Rehabilitation facility in southern Israel

Adi Negev (עדי נגב), formerly named Aleh Negev, is a rehabilitation village for disabled children and adults in southern Israel. Located near Ofakim and covering 40 acre, it falls under the jurisdiction of Merhavim Regional Council.

==History==
The 40-acre village is a multifaceted facility designed specifically for people over the age of 21 who are physically or mentally impaired, and for children seeking care in Southern Israel.

Adi Negev is home to around 150 residents and provides services to 12,000 outpatients. The village provides residential, educational, medical and employment services, and opportunities for social interaction. It was founded by the Aleh organization in 2005. The village is also called Nahalat Eran after Eran Almog, the severely autistic son of Major General Doron Almog. Eran Almog lived in the village until his death from Castleman's disease.

The village was built by the Aleh organization, which was founded by Doron Almog.

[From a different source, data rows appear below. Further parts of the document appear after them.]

use glam::{Mat3, Mat4, Vec2, Vec3};
use serde::{Deserialize, Serialize};

use crate::bounds::{Bounded, BoundingVolume};

/// Number of `f32` values per vertex: `position.xyz` followed by `normal.xyz`.
pub const VERTEX_STRIDE: usize = 6;

/// GPU ready triangle mesh with interleaved position/normal vertices.
#[derive(Debug, Clone, PartialEq, Default, Serialize, Deserialize)]
pub struct MeshData {
    pub vertices: Vec<f32>,
    pub indices: Vec<u32>,
}

impl MeshData {
    pub fn new() -> Self {
        Self::default()
    }

    pub fn is_empty(&self) -> bool {
        self.indices.is_empty()
    }

    pub fn vertex_count(&self) -> usize {
        self.vertices.len() / VERTEX_STRIDE
    }

    pub fn triangle_count(&self) -> usize {
        self.indices.len() / 3
    }

    pub fn positions(&self) -> impl Iterator<Item = Vec3> + '_ {
        self.vertices
            .chunks_exact(VERTEX_STRIDE)
            .map(|chunk| Vec3::from_slice(&chunk[..3]))
    }

    pub fn push_vertex(&mut self, position: Vec3, normal: Vec3) -> u32 {
        let index = self.vertex_count() as u32;
        self.vertices.extend_from_slice(&position.to_array());
        self.vertices.extend_from_slice(&normal.to_array());
        index
    }

    /// Appends a triangle with its own three vertices and a face normal.
    ///
    /// Returns `false` and leaves the mesh untouched for zero-area triangles.
    pub fn push_flat_triangle(&mut self, a: Vec3, b: Vec3, c: Vec3) -> bool {
        let normal = (b - a).cross(c - a);
        if normal.length_squared() <= f32::EPSILON * f32::EPSILON || !normal.is_finite() {
            return false;
        }
        let normal = normal.normalize();
        let i0 = self.push_vertex(a, normal);
        let i1 = self.push_vertex(b, normal);
        let i2 = self.push_vertex(c, normal);
        self.indices.extend_from_slice(&[i0, i1, i2]);
        true
    }

    /// Triangulates a planar polygon and appends it with flat shading.
    pub fn push_polygon(&mut self, polygon: &[Vec3]) -> usize {
        triangulate_polygon(polygon)
            .into_iter()
            .filter(|[a, b, c]| self.push_flat_triangle(polygon[*a], polygon[*b], polygon[*c]))
            .count()
    }

    /// Applies an affine transform to positions and normals in place.
    pub fn transform(&mut self, matrix: &Mat4) {
        let normal_matrix = Mat3::from_mat4(*matrix).inverse().transpose();
        for chunk in self.vertices.chunks_exact_mut(VERTEX_STRIDE) {
            let position = matrix.transform_point3(Vec3::from_slice(&chunk[..3]));
            let normal = (normal_matrix * Vec3::from_slice(&chunk[3..])).normalize_or_zero();
            chunk[..3].copy_from_slice(&position.to_array());
            chunk[3..].copy_from_slice(&normal.to_array());
        }
    }

    /// Appends another mesh, re-basing its indices.
    pub fn append(&mut self, other: &MeshData) {
        let base = self.vertex_count() as u32;
        self.vertices.extend_from_slice(&other.vertices);
        self.indices.extend(other.indices.iter().map(|index| index + base));
    }
}

impl Bounded for MeshData {
    fn bounding_volume(&self) -> BoundingVolume {
        BoundingVolume::from_points(self.positions()).unwrap_or(BoundingVolume::EMPTY)
    }
}

/// Ear-clipping triangulation of a simple planar polygon.
///
/// The polygon is projected along its dominant normal axis, so any orientation
/// in 3D works. A trailing point equal to the first is ignored.
pub fn triangulate_polygon(polygon: &[Vec3]) -> Vec<[usize; 3]> {
    let mut count = polygon.len();
    if count >= 2 && polygon[0].distance_squared(polygon[count - 1]) <= f32::EPSILON {
        count -= 1;
    }
    if count < 3 {
        return Vec::new();
    }
    if count == 3 {
        return vec![[0, 1, 2]];
    }

    let normal = newell_normal(&polygon[..count]);
    let projected: Vec<Vec2> = polygon[..count]
        .iter()
        .map(|p| project_to_plane(*p, normal))
        .collect();

    let mut remaining: Vec<usize> = (0..count).collect();
    let reversed = signed_area(&projected) < 0.0;
    if reversed {
        remaining.reverse();
    }

    let mut triangles = Vec::with_capacity(count - 2);
    let mut guard = 0;
    while remaining.len() > 3 && guard < count * count {
        guard += 1;
        let len = remaining.len();
        let ear = (0..len).find(|&i| {
            let prev = remaining[(i + len - 1) % len];
            let curr = remaining[i];
            let next = remaining[(i + 1) % len];
            is_ear(&projected, &remaining, prev, curr, next)
        });
        // Self-intersecting or collinear input: fall back to a fan for the rest.
        let Some(i) = ear else {
            break;
        };
        let prev = remaining[(i + len - 1) % len];
        let next = remaining[(i + 1) % len];
        triangles.push([prev, remaining[i], next]);
        remaining.remove(i);
    }

    for i in 1..remaining.len().saturating_sub(1) {
        triangles.push([remaining[0], remaining[i], remaining[i + 1]]);
    }
    // Keep the winding of the input so face normals stay outward.
    if reversed {
        for triangle in &mut triangles {
            triangle.swap(1, 2);
        }
    }
    triangles
}

fn newell_normal(points: &[Vec3]) -> Vec3 {
    let mut normal = Vec3::ZERO;
    for (i, current) in points.iter().enumerate() {
        let next = points[(i + 1) % points.len()];
        normal.x += (current.y - next.y) * (current.z + next.z);
        normal.y += (current.z - next.z) * (current.x + next.x);
        normal.z += (current.x - next.x) * (current.y + next.y);
    }
    normal
}

fn project_to_plane(point: Vec3, normal: Vec3) -> Vec2 {
    let abs = normal.abs();
    if abs.z >= abs.x && abs.z >= abs.y {
        Vec2::new(point.x, point.y)
    } else if abs.x >= abs.y {
        Vec2::new(point.y, point.z)
    } else {
        Vec2::new(point.z, point.x)
    }
}

fn signed_area(points: &[Vec2]) -> f32 {
    points
        .iter()
        .enumerate()
        .map(|(i, p)| p.perp_dot(points[(i + 1) % points.len()]))
        .sum::<f32>()
        * 0.5
}

fn is_ear(points: &[Vec2], remaining: &[usize], prev: usize, curr: usize, next: usize) -> bool {
    let (a, b, c) = (points[prev], points[curr], points[next]);
    if (b - a).perp_dot(c - b) <= 0.0 {
        return false;
    }
    !remaining
        .iter()
        .filter(|&&idx| idx != prev && idx != curr && idx != next)
        .any(|&idx| point_in_triangle(points[idx], a, b, c))
}

fn point_in_triangle(p: Vec2, a: Vec2, b: Vec2, c: Vec2) -> bool {
    let d1 = (b - a).perp_dot(p - a);
    let d2 = (c - b).perp_dot(p - b);
    let d3 = (a - c).perp_dot(p - c);
    d1 >= 0.0 && d2 >= 0.0 && d3 >= 0.0
}

#[cfg(test)]
mod tests {
    use super::*;

    #[test]
    fn flat_triangle_gets_unit_normal() {
        let mut mesh = MeshData::new();
        assert!(mesh.push_flat_triangle(Vec3::ZERO, Vec3::X, Vec3::Y));
        assert_eq!(mesh.indices, vec![0, 1, 2]);
        assert_eq!(mesh.vertices.len(), 18);
        for chunk in mesh.vertices.chunks_exact(VERTEX_STRIDE) {
            assert_eq!(Vec3::from_slice(&chunk[3..]), Vec3::Z);
        }
    }

    #[test]
    fn degenerate_triangle_is_skipped() {
        let mut mesh = MeshData::new();
        assert!(!mesh.push_flat_triangle(Vec3::ZERO, Vec3::X, Vec3::X * 2.0));
        assert!(mesh.is_empty());
    }

    #[test]
    fn concave_polygon_is_fully_covered() {
        // L-shaped outline, area 3.
        let outline = [
            Vec3::new(0.0, 0.0, 0.0),
            Vec3::new(2.0, 0.0, 0.0),
            Vec3::new(2.0, 1.0, 0.0),
            Vec3::new(1.0, 1.0, 0.0),
            Vec3::new(1.0, 2.0, 0.0),
            Vec3::new(0.0, 2.0, 0.0),
        ];
        let triangles = triangulate_polygon(&outline);
        assert_eq!(triangles.len(), 4);
        let area: f32 = triangles
            .iter()
            .map(|[a, b, c]| (outline[*b] - outline[*a]).cross(outline[*c] - outline[*a]).length() * 0.5)
            .sum();
        assert!((area - 3.0).abs() < 1e-5);
    }

    #[test]
    fn closing_point_is_ignored() {
        let square = [
            Vec3::new(0.0, 0.0, 1.0),
            Vec3::new(0.0, 1.0, 1.0),
            Vec3::new(1.0, 1.0, 1.0),
            Vec3::new(1.0, 0.0, 1.0),
            Vec3::new(0.0, 0.0, 1.0),
        ];
        assert_eq!(triangulate_polygon(&square).len(), 2);
    }

    #[test]
    fn transform_moves_bounds() {
        let mut mesh = MeshData::new();
        mesh.push_polygon(&[Vec3::ZERO, Vec3::X, Vec3::new(1.0, 1.0, 0.0), Vec3::Y]);
        mesh.transform(&Mat4::from_translation(Vec3::new(0.0, 0.0, 5.0)));
        let bounds = mesh.bounding_volume();
        assert_eq!(bounds.min(), Vec3::new(0.0, 0.0, 5.0));
        assert_eq!(bounds.max(), Vec3::new(1.0, 1.0, 5.0));
    }

    #[test]
    fn append_rebases_indices() {
        let mut a = MeshData::new();
        a.push_flat_triangle(Vec3::ZERO, Vec3::X, Vec3::Y);
        let b = a.clone();
        a.append(&b);
        assert_eq!(a.indices, vec![0, 1, 2, 3, 4, 5]);
        assert_eq!(a.triangle_count(), 2);
    }
}
use glam::{Mat4, Vec3};
use serde::{Deserialize, Serialize};

/// Axis-aligned box enclosing a piece of geometry.
///
/// `center` and `size` are derived once at construction; the type has no mutators.
#[derive(Debug, Clone, Copy, PartialEq, Serialize, Deserialize)]
pub struct BoundingVolume {
    min: Vec3,
    max: Vec3,
    center: Vec3,
    size: Vec3,
}

impl BoundingVolume {
    /// Volume of an object without geometry: a single point at the origin.
    pub const EMPTY: Self = Self {
        min: Vec3::ZERO,
        max: Vec3::ZERO,
        center: Vec3::ZERO,
        size: Vec3::ZERO,
    };

    /// Builds a volume from two corners given in any order.
    pub fn from_corners(a: Vec3, b: Vec3) -> Self {
        let min = a.min(b);
        let max = a.max(b);
        Self {
            min,
            max,
            center: (min + max) * 0.5,
            size: max - min,
        }
    }

    /// Smallest volume enclosing every point, or `None` when the iterator is empty.
    pub fn from_points<I>(points: I) -> Option<Self>
    where
        I: IntoIterator<Item = Vec3>,
    {
        let mut points = points.into_iter();
        let first = points.next()?;
        let (min, max) = points.fold((first, first), |(min, max), p| (min.min(p), max.max(p)));
        Some(Self::from_corners(min, max))
    }

    pub fn min(&self) -> Vec3 {
        self.min
    }

    pub fn max(&self) -> Vec3 {
        self.max
    }

    pub fn center(&self) -> Vec3 {
        self.center
    }

    pub fn size(&self) -> Vec3 {
        self.size
    }

    /// Largest extent along any axis.
    pub fn max_dimension(&self) -> f32 {
        self.size.max_element()
    }

    /// True when the volume has no extent along any axis (or is not finite).
    pub fn is_degenerate(&self) -> bool {
        let max_dim = self.max_dimension();
        !max_dim.is_finite() || max_dim <= 0.0
    }

    pub fn union(&self, other: &Self) -> Self {
        Self::from_corners(self.min.min(other.min), self.max.max(other.max))
    }

    /// Transforms the eight corners and re-encloses them.
    pub fn transformed(&self, matrix: &Mat4) -> Self {
        let corners = (0..8).map(|i| {
            let x = if i & 1 == 0 { self.min.x } else { self.max.x };
            let y = if i & 2 == 0 { self.min.y } else { self.max.y };
            let z = if i & 4 == 0 { self.min.z } else { self.max.z };
            matrix.transform_point3(Vec3::new(x, y, z))
        });
        Self::from_points(corners).unwrap_or(Self::EMPTY)
    }
}

impl Default for BoundingVolume {
    fn default() -> Self {
        Self::EMPTY
    }
}

/// Anything whose world-space bounding volume can be computed.
pub trait Bounded {
    fn bounding_volume(&self) -> BoundingVolume;
}

impl Bounded for BoundingVolume {
    fn bounding_volume(&self) -> BoundingVolume {
        *self
    }
}

impl<T: Bounded + ?Sized> Bounded for &T {
    fn bounding_volume(&self) -> BoundingVolume {
        (**self).bounding_volume()
    }
}

#[cfg(test)]
mod tests {
    use super::*;

    #[test]
    fn corners_are_normalized() {
        let volume = BoundingVolume::from_corners(Vec3::new(1.0, -2.0, 3.0), Vec3::new(-1.0, 2.0, 0.0));
        assert_eq!(volume.min(), Vec3::new(-1.0, -2.0, 0.0));
        assert_eq!(volume.max(), Vec3::new(1.0, 2.0, 3.0));
        assert_eq!(volume.size(), Vec3::new(2.0, 4.0, 3.0));
        assert_eq!(volume.center(), Vec3::new(0.0, 0.0, 1.5));
        assert_eq!(volume.max_dimension(), 4.0);
    }

    #[test]
    fn empty_point_set_has_no_volume() {
        assert!(BoundingVolume::from_points(std::iter::empty()).is_none());
        assert!(BoundingVolume::EMPTY.is_degenerate());
    }

    #[test]
    fn single_point_is_degenerate() {
        let volume = BoundingVolume::from_points([Vec3::splat(4.0)]).unwrap();
        assert!(volume.is_degenerate());
        assert_eq!(volume.center(), Vec3::splat(4.0));
    }

    #[test]
    fn transform_encloses_rotated_box() {
        let volume = BoundingVolume::from_corners(Vec3::ZERO, Vec3::new(2.0, 1.0, 1.0));
        let rotated = volume.transformed(&Mat4::from_rotation_z(std::f32::consts::FRAC_PI_2));
        assert!((rotated.size() - Vec3::new(1.0, 2.0, 1.0)).length() < 1e-5);
        assert!((rotated.min() - Vec3::new(-1.0, 0.0, 0.0)).length() < 1e-5);
    }

    #[test]
    fn union_grows_to_cover_both() {
        let a = BoundingVolume::from_corners(Vec3::ZERO, Vec3::ONE);
        let b = BoundingVolume::from_corners(Vec3::splat(-1.0), Vec3::splat(0.5));
        let merged = a.union(&b);
        assert_eq!(merged.min(), Vec3::splat(-1.0));
        assert_eq!(merged.max(), Vec3::ONE);
    }
}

The ground was broken was commenced by Prime Minister Ariel Sharon on 12 June 2003.

In 2020, the decision was made for Aleh Jerusalem and Aleh Negev to continue in a new network under the name Adi, meaning 'jewel' in Hebrew, and the rehabilitation village was renamed to Adi Negev.

In 2022, the village opened The Harvey and Gloria Kaylie Rehabilitation Medical Center, a rehabilitation hospital.